How To Start With Data Science Career?

How To Start With Data Science? There’s no doubt about it data science in high demand. As of 2020, the average data scientist in the US makes over $113,000 a year, and data scientists in San Francisco make over $140,000. Learn data science and you could find yourself working in this promising, well-compensated field.

Just thinking about the first step can leave you dazed and confused, especially if you lack previous experience in the field. With so many different data science careers to explore, you might find yourself wondering which is the right one for you and if you’ve got what it takes to fit the profile.

Wondering how to start with Data Science. Start with this!

Is Data Science for Me?

Well, we’ve all asked ourselves that question when we were at square one of our data science learning path. And we haven’t forgotten that every expert was once a beginner.

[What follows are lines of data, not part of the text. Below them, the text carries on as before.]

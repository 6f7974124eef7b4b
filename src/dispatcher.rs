//! Action resolution, gating, and invocation.
//!
//! The dispatcher takes the handlers resolved by the registry and, for each
//! one, picks the action to run from the argument list, applies the
//! eligibility and capability gates, and invokes the surviving action with
//! trimmed arguments. Host collaborators (eligibility and capability
//! predicates) are injected through [`HostContext`] rather than read from
//! global state.

use log::{debug, error, warn};
use serde::{Deserialize, Serialize};

use crate::descriptor::{ActionDescriptor, ActionRole, HandlerDescriptor};
use crate::errors::{DispatchError, ResolutionError};
use crate::registry::CommandRegistry;

/// Host-supplied predicates consulted during gating.
///
/// The framework never interprets capability strings itself; it only
/// forwards them to `has_capability`.
pub trait HostContext<P> {
    /// True when the principal is the kind of actor allowed to execute
    /// commands at all (an interactive actor, as opposed to a console or
    /// automation actor).
    fn is_eligible(&self, principal: &P) -> bool;

    /// True when the principal possesses the given capability.
    fn has_capability(&self, principal: &P, capability: &str) -> bool;
}

/// Which gate, if any, redirected the invocation to a fallback action.
#[derive(Debug, Clone, Copy, PartialEq, Eq, Serialize, Deserialize)]
pub enum GateResult {
    Passed,
    EligibilityFailed,
    CapabilityFailed,
}

/// What happened for one handler during a dispatch pass.
#[derive(Debug, Clone, Serialize, Deserialize)]
pub struct HandlerOutcome {
    /// First primary alias of the handler.
    pub handler: String,
    /// Role of the action that was actually invoked. For a redirect this is
    /// the fallback role, not the originally resolved one.
    pub invoked: ActionRole,
    pub gate: GateResult,
    /// True when the invoked callback returned an error. The error is
    /// logged at the dispatch boundary and not propagated.
    pub action_failed: bool,
}

/// Result of one invocation across all matching handlers.
#[derive(Debug, Clone, Default, Serialize, Deserialize)]
pub struct DispatchSummary {
    pub outcomes: Vec<HandlerOutcome>,
}

impl DispatchSummary {
    /// Number of handlers that matched the command name.
    pub fn matched(&self) -> usize {
        self.outcomes.len()
    }

    /// False when no handler matched, which by host convention means "show
    /// usage". Carries no other framework-internal meaning.
    pub fn handled(&self) -> bool {
        !self.outcomes.is_empty()
    }
}

/// Stateless dispatch engine bound to a host context.
pub struct Dispatcher<C> {
    ctx: C,
}

impl<C> Dispatcher<C> {
    pub fn new(ctx: C) -> Self {
        Self { ctx }
    }

    pub fn context(&self) -> &C {
        &self.ctx
    }

    /// Pick the action to run for `args` from the handler's action table.
    ///
    /// Empty arguments select the Default action. Otherwise the first
    /// argument is matched case-insensitively against the aliases of Named
    /// actions in declaration order; the first declared match wins. An
    /// unmatched first argument is a fatal resolution error, never a silent
    /// no-op.
    pub fn resolve_action<'h, P>(
        &self,
        handler: &'h HandlerDescriptor<P>,
        args: &[String],
    ) -> Result<&'h ActionDescriptor<P>, ResolutionError> {
        match args.first() {
            None => handler
                .action_with_role(ActionRole::Default)
                .ok_or_else(|| ResolutionError::NoDefaultAction {
                    handler: handler.name().to_string(),
                }),
            Some(token) => handler
                .actions
                .iter()
                .find(|a| a.role == ActionRole::Named && a.matches_alias(token))
                .ok_or_else(|| ResolutionError::UnknownSubcommand {
                    handler: handler.name().to_string(),
                    token: token.clone(),
                }),
        }
    }

    /// Resolve, gate, and invoke for a single handler.
    ///
    /// Gate transitions are terminal: an ineligible principal gets the
    /// Ineligible action, a principal lacking the effective capability gets
    /// the Unauthorized action, and in both cases the resolved action never
    /// runs. Callback errors are logged here and reported in the outcome,
    /// not propagated.
    pub fn dispatch_handler<P>(
        &self,
        handler: &HandlerDescriptor<P>,
        principal: &P,
        args: &[String],
    ) -> Result<HandlerOutcome, ResolutionError>
    where
        C: HostContext<P>,
    {
        let resolved = self.resolve_action(handler, args)?;
        let trimmed = trimmed_arguments(args);

        let (action, gate) = if !self.ctx.is_eligible(principal) {
            warn!(
                "handler '{}': principal not eligible, redirecting to {} action",
                handler.name(),
                ActionRole::Ineligible
            );
            let fallback = handler
                .action_with_role(ActionRole::Ineligible)
                .ok_or_else(|| ResolutionError::MissingFallback {
                    handler: handler.name().to_string(),
                    role: ActionRole::Ineligible,
                })?;
            (fallback, GateResult::EligibilityFailed)
        } else if let Some(cap) = handler.effective_capability(resolved) {
            if self.ctx.has_capability(principal, cap) {
                (resolved, GateResult::Passed)
            } else {
                warn!(
                    "handler '{}': principal lacks capability '{}', redirecting to {} action",
                    handler.name(),
                    cap,
                    ActionRole::Unauthorized
                );
                let fallback = handler
                    .action_with_role(ActionRole::Unauthorized)
                    .ok_or_else(|| ResolutionError::MissingFallback {
                        handler: handler.name().to_string(),
                        role: ActionRole::Unauthorized,
                    })?;
                (fallback, GateResult::CapabilityFailed)
            }
        } else {
            (resolved, GateResult::Passed)
        };

        let action_failed = match action.invoke(principal, trimmed) {
            Ok(()) => false,
            Err(err) => {
                error!(
                    "handler '{}': {} action failed: {:#}",
                    handler.name(),
                    action.role,
                    err
                );
                true
            }
        };

        Ok(HandlerOutcome {
            handler: handler.name().to_string(),
            invoked: action.role,
            gate,
            action_failed,
        })
    }

    /// Invocation entry point, matching the host command-callback shape.
    ///
    /// Runs every handler the registry resolves for `command`, in order.
    /// Action failures are recorded per handler and do not stop the pass;
    /// resolution errors abort it, leaving handlers already processed
    /// committed and the rest unprocessed.
    pub fn on_command<P>(
        &self,
        registry: &CommandRegistry<P>,
        principal: &P,
        command: &str,
        label: &str,
        args: &[String],
    ) -> Result<DispatchSummary, DispatchError>
    where
        C: HostContext<P>,
    {
        debug!(
            "dispatching '{}' (label '{}', {} args)",
            command,
            label,
            args.len()
        );

        let mut summary = DispatchSummary::default();
        for handler in registry.resolve_handlers(command) {
            let outcome = self.dispatch_handler(handler, principal, args)?;
            summary.outcomes.push(outcome);
        }
        Ok(summary)
    }
}

/// Strip the leading sub-action token from a raw argument list.
///
/// Returns `None` whenever fewer than two raw tokens were supplied, so an
/// action can distinguish "invoked with no arguments at all" (and "invoked
/// with only a sub-action name") from an argument list that happens to be
/// empty.
pub fn trimmed_arguments(args: &[String]) -> Option<&[String]> {
    if args.len() < 2 {
        None
    } else {
        Some(&args[1..])
    }
}

#[cfg(test)]
mod tests {
    use super::*;
    use crate::descriptor::HandlerSpec;

    struct AllowAll;

    impl HostContext<String> for AllowAll {
        fn is_eligible(&self, _: &String) -> bool {
            true
        }
        fn has_capability(&self, _: &String, _: &str) -> bool {
            true
        }
    }

    fn handler() -> HandlerDescriptor<String> {
        let mut registry = CommandRegistry::new();
        registry
            .register(
                HandlerSpec::new(["repair", "fix"])
                    .default_named(["hand"], Some("repair"), |_, _| Ok(()))
                    .named(["all"], Some("repair.all"), |_, _| Ok(()))
                    .unauthorized(|_, _| Ok(()))
                    .ineligible(|_, _| Ok(())),
            )
            .unwrap();
        registry.handlers()[0].clone()
    }

    fn strings(tokens: &[&str]) -> Vec<String> {
        tokens.iter().map(|s| s.to_string()).collect()
    }

    #[test]
    fn test_empty_args_resolve_to_default() {
        let dispatcher = Dispatcher::new(AllowAll);
        let handler = handler();
        let action = dispatcher.resolve_action(&handler, &[]).unwrap();
        assert_eq!(action.role, ActionRole::Default);
    }

    #[test]
    fn test_named_resolution_ignores_case() {
        let dispatcher = Dispatcher::new(AllowAll);
        let handler = handler();
        let action = dispatcher
            .resolve_action(&handler, &strings(&["ALL"]))
            .unwrap();
        assert_eq!(action.role, ActionRole::Named);
        assert!(action.matches_alias("all"));
    }

    #[test]
    fn test_unknown_subcommand_is_fatal() {
        let dispatcher = Dispatcher::new(AllowAll);
        let handler = handler();
        let err = dispatcher
            .resolve_action(&handler, &strings(&["sideways"]))
            .unwrap_err();
        assert_eq!(
            err,
            ResolutionError::UnknownSubcommand {
                handler: "repair".to_string(),
                token: "sideways".to_string(),
            }
        );
    }

    #[test]
    fn test_trimming() {
        assert_eq!(trimmed_arguments(&[]), None);
        assert_eq!(trimmed_arguments(&strings(&["all"])), None);
        let args = strings(&["all", "sword"]);
        assert_eq!(trimmed_arguments(&args), Some(&args[1..]));
    }
}
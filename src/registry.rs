//! Command registry: registration-time validation and handler resolution.

use log::debug;
use serde::{Deserialize, Serialize};

use crate::descriptor::{ActionRole, HandlerDescriptor, HandlerSpec};
use crate::errors::MalformedHandlerError;

/// How the registry resolves an inbound command name to handlers.
#[derive(Debug, Clone, Copy, Default, PartialEq, Eq, Serialize, Deserialize)]
pub enum ResolutionMode {
    /// Every handler whose primary aliases contain the command name is
    /// dispatched, in registration order. This is the legacy behavior: two
    /// handlers registered under the same alias both fire for one
    /// invocation.
    #[default]
    AllMatches,
    /// Only the most-recently-registered matching handler is dispatched.
    SingleMatch,
}

/// Owns the registered handler descriptors.
///
/// Registration is expected to happen during a startup phase; dispatch only
/// reads. The registry performs no interior locking; a host that registers
/// after dispatch has begun must supply its own guard.
pub struct CommandRegistry<P> {
    handlers: Vec<HandlerDescriptor<P>>,
    resolution: ResolutionMode,
}

impl<P> CommandRegistry<P> {
    /// Create a registry with the legacy all-matches-fire resolution.
    pub fn new() -> Self {
        Self::with_resolution(ResolutionMode::AllMatches)
    }

    pub fn with_resolution(resolution: ResolutionMode) -> Self {
        Self {
            handlers: Vec::new(),
            resolution,
        }
    }

    pub fn resolution(&self) -> ResolutionMode {
        self.resolution
    }

    /// Validate a handler spec and append its descriptor.
    ///
    /// Checks that the spec declares exactly one Default, exactly one
    /// Unauthorized, and exactly one Ineligible action, and that every
    /// Named action carries at least one alias. On any violation nothing is
    /// appended and the error names the offending role.
    pub fn register(&mut self, spec: HandlerSpec<P>) -> Result<(), MalformedHandlerError> {
        let (primary_aliases, capability, actions) = spec.into_parts();

        if primary_aliases.is_empty() {
            return Err(MalformedHandlerError::NoPrimaryAliases);
        }
        let name = primary_aliases[0].clone();

        for role in [
            ActionRole::Default,
            ActionRole::Unauthorized,
            ActionRole::Ineligible,
        ] {
            match actions.iter().filter(|a| a.role == role).count() {
                0 => {
                    return Err(MalformedHandlerError::MissingRole {
                        handler: name,
                        role,
                    })
                }
                1 => {}
                _ => {
                    return Err(MalformedHandlerError::DuplicateRole {
                        handler: name,
                        role,
                    })
                }
            }
        }

        if actions
            .iter()
            .any(|a| a.role == ActionRole::Named && a.aliases.is_empty())
        {
            return Err(MalformedHandlerError::NamedWithoutAliases { handler: name });
        }

        debug!(
            "registered command handler '{}' ({} aliases, {} actions)",
            name,
            primary_aliases.len(),
            actions.len()
        );

        self.handlers.push(HandlerDescriptor {
            primary_aliases,
            capability,
            actions,
        });

        Ok(())
    }

    /// Resolve the handlers that should run for an inbound command name.
    ///
    /// Under [`ResolutionMode::AllMatches`] this returns every matching
    /// descriptor in registration order; under
    /// [`ResolutionMode::SingleMatch`] at most the last-registered match.
    pub fn resolve_handlers(&self, command: &str) -> Vec<&HandlerDescriptor<P>> {
        let mut matches: Vec<&HandlerDescriptor<P>> = self
            .handlers
            .iter()
            .filter(|h| h.matches_command(command))
            .collect();
        if self.resolution == ResolutionMode::SingleMatch && matches.len() > 1 {
            matches.drain(..matches.len() - 1);
        }
        matches
    }

    /// All registered handlers in registration order.
    pub fn handlers(&self) -> &[HandlerDescriptor<P>] {
        &self.handlers
    }

    pub fn handler_count(&self) -> usize {
        self.handlers.len()
    }

    /// True when some handler is reachable under `command`.
    pub fn has_command(&self, command: &str) -> bool {
        self.handlers.iter().any(|h| h.matches_command(command))
    }

    /// Every primary alias of every handler, in registration order. This is
    /// what the host command-input source should associate with this
    /// registry as their executor.
    pub fn known_aliases(&self) -> Vec<&str> {
        self.handlers
            .iter()
            .flat_map(|h| h.primary_aliases.iter().map(String::as_str))
            .collect()
    }
}

impl<P> Default for CommandRegistry<P> {
    fn default() -> Self {
        Self::new()
    }
}
//! IPv4 netmask value with the contiguous-bits invariant.

use super::bin32::{AsBits32, Bin32, MAX_LENGTH};
use crate::error::Error;
use lazy_static::lazy_static;
use regex::Regex;
use serde::de;
use serde::{Deserialize, Deserializer, Serialize};
use std::str::FromStr;

lazy_static! {
    static ref PREFIX_LEN_RE: Regex = Regex::new(r"^\d{1,2}$").expect("Invalid Regex?");
}

/// An IPv4 netmask.
///
/// Beyond the 32-bit shape it guarantees the netmask invariant: the bit
/// pattern is N leading ones followed by (32−N) trailing zeros. Every
/// constructor enforces this, so a `Netmask` value can never hold a
/// non-contiguous pattern such as `10100000...`.
#[derive(Eq, PartialEq, Ord, PartialOrd, Debug, Copy, Clone, Hash, Default)]
pub struct Netmask(Bin32);

impl AsBits32 for Netmask {
    fn bits(&self) -> u32 {
        self.0.bits()
    }
}

/// True iff `bits` is N ones followed by (32−N) zeros.
fn is_netmask_shape(bits: u32) -> bool {
    bits.leading_ones() + bits.trailing_zeros() == u32::from(MAX_LENGTH)
}

impl Netmask {
    /// Build a netmask from a prefix length in `[0, 32]`.
    pub fn from_prefix_len(len: u8) -> Result<Netmask, Error> {
        if len > MAX_LENGTH {
            return Err(Error::Parse {
                input: len.to_string(),
                target: "a prefix length (0-32)",
            });
        }
        let right_len = MAX_LENGTH - len;
        let all_bits = u32::MAX as u64;
        let mask = (all_bits >> right_len) << right_len;
        Ok(Netmask(Bin32::new(mask as u32)))
    }

    /// The prefix length, i.e. the number of leading 1-bits.
    pub fn prefix_len(&self) -> u8 {
        // count_ones equals the prefix length because of the shape invariant
        self.bits().count_ones() as u8
    }

    /// Parse any textual netmask form.
    ///
    /// Tries, in order: a bare 1-2 digit prefix length (`"24"`), a dotted
    /// quad (`"255.255.255.0"`), a 32-bit binary string, a hex string.
    pub fn parse(value: &str) -> Result<Netmask, Error> {
        let value = value.trim();
        if PREFIX_LEN_RE.is_match(value) {
            let len: u8 = value
                .parse()
                .map_err(|_| Error::parse(value, "a prefix length (0-32)"))?;
            Netmask::from_prefix_len(len)
        } else {
            Netmask::from_bin32_checked(Bin32::parse(value)?, value)
        }
    }

    /// Parse a dotted quad and check the netmask shape.
    pub fn from_dotted_quad(value: &str) -> Result<Netmask, Error> {
        Netmask::from_bin32_checked(Bin32::from_dotted_quad(value)?, value)
    }

    /// Parse a 32-character binary string and check the netmask shape.
    pub fn from_binary_str(value: &str) -> Result<Netmask, Error> {
        Netmask::from_bin32_checked(Bin32::from_binary_str(value)?, value)
    }

    /// Parse a hex string and check the netmask shape.
    pub fn from_hex_str(value: &str) -> Result<Netmask, Error> {
        Netmask::from_bin32_checked(Bin32::from_hex_str(value)?, value)
    }

    /// Promote an already-parsed 32-bit value, rejecting non-contiguous
    /// patterns. The base parse succeeding is not enough here.
    fn from_bin32_checked(value: Bin32, input: &str) -> Result<Netmask, Error> {
        if is_netmask_shape(value.bits()) {
            Ok(Netmask(value))
        } else {
            Err(Error::parse(input.trim(), "a netmask"))
        }
    }

    /// Render as a dotted quad, e.g. `"255.255.255.0"`.
    pub fn to_dotted_quad(&self) -> String {
        self.0.to_dotted_quad()
    }

    /// Render as a 32-character binary string.
    pub fn to_binary_str(&self) -> String {
        self.0.to_binary_str()
    }

    /// Render as a lowercase `0x`-prefixed hex string.
    pub fn to_hex_str(&self) -> String {
        self.0.to_hex_str()
    }

    /// The underlying 32-bit value.
    pub fn as_bin32(&self) -> Bin32 {
        self.0
    }

    /// Test equality against any textual netmask form.
    ///
    /// A bare prefix-length string (`"24"`) compares against
    /// [`prefix_len`](Netmask::prefix_len); the three 32-bit forms compare
    /// bitwise. Returns `false` on unparseable input.
    pub fn matches(&self, value: &str) -> bool {
        match Netmask::parse(value) {
            Ok(other) => *self == other,
            Err(e) => {
                log::debug!("treating unparseable comparison value as unequal: {}", e);
                false
            }
        }
    }
}

impl PartialEq<u8> for Netmask {
    fn eq(&self, other: &u8) -> bool {
        self.prefix_len() == *other
    }
}

impl std::fmt::Display for Netmask {
    fn fmt(&self, f: &mut std::fmt::Formatter) -> std::fmt::Result {
        write!(f, "{}", self.to_dotted_quad())
    }
}

impl FromStr for Netmask {
    type Err = Error;

    fn from_str(s: &str) -> Result<Netmask, Error> {
        Netmask::parse(s)
    }
}

impl Serialize for Netmask {
    fn serialize<S>(&self, serializer: S) -> Result<S::Ok, S::Error>
    where
        S: serde::ser::Serializer,
    {
        serializer.serialize_str(&self.to_dotted_quad())
    }
}

impl<'de> Deserialize<'de> for Netmask {
    fn deserialize<D>(deserializer: D) -> Result<Netmask, D::Error>
    where
        D: Deserializer<'de>,
    {
        let s = String::deserialize(deserializer)?;
        Netmask::parse(&s).map_err(|e| de::Error::custom(format!("{}", e)))
    }
}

1. So, this data science career guide has a three-fold purpose:

2. Show you why data science opportunities are worth exploring;

3. Inform you about the different careers in data science and boost your efficiency in discovering suitable data science roles;

4. Give you the know-how you need to pursue your professional data science path

Figure out what you need to learn

Data science can be an overwhelming field. Many people will tell you that you can’t become a data scientist until you master the following: statistics, linear algebra, calculus, programming, databases, distributed computing, machine learning, visualization, experimental design, clustering, deep learning, natural language processing, and more. That’s simply not true.

So, what exactly is data science? It’s the process of asking interesting questions and then answering those questions using data. Generally speaking, the data science workflow looks like this:

1. Ask a question

2. Gather data that might help you to answer that question

3. Clean the data

4. Explore, analyze, and visualize the data

5. Build and evaluate a machine learning model

6. Communicate results

This workflow doesn’t necessarily require advanced mathematics, a mastery of deep learning, or many of the other skills listed above. But it does require knowledge of a programming language and the ability to work with data in that language. And although you need mathematical fluency to become really good at data science, you only need a basic understanding of mathematics to get started.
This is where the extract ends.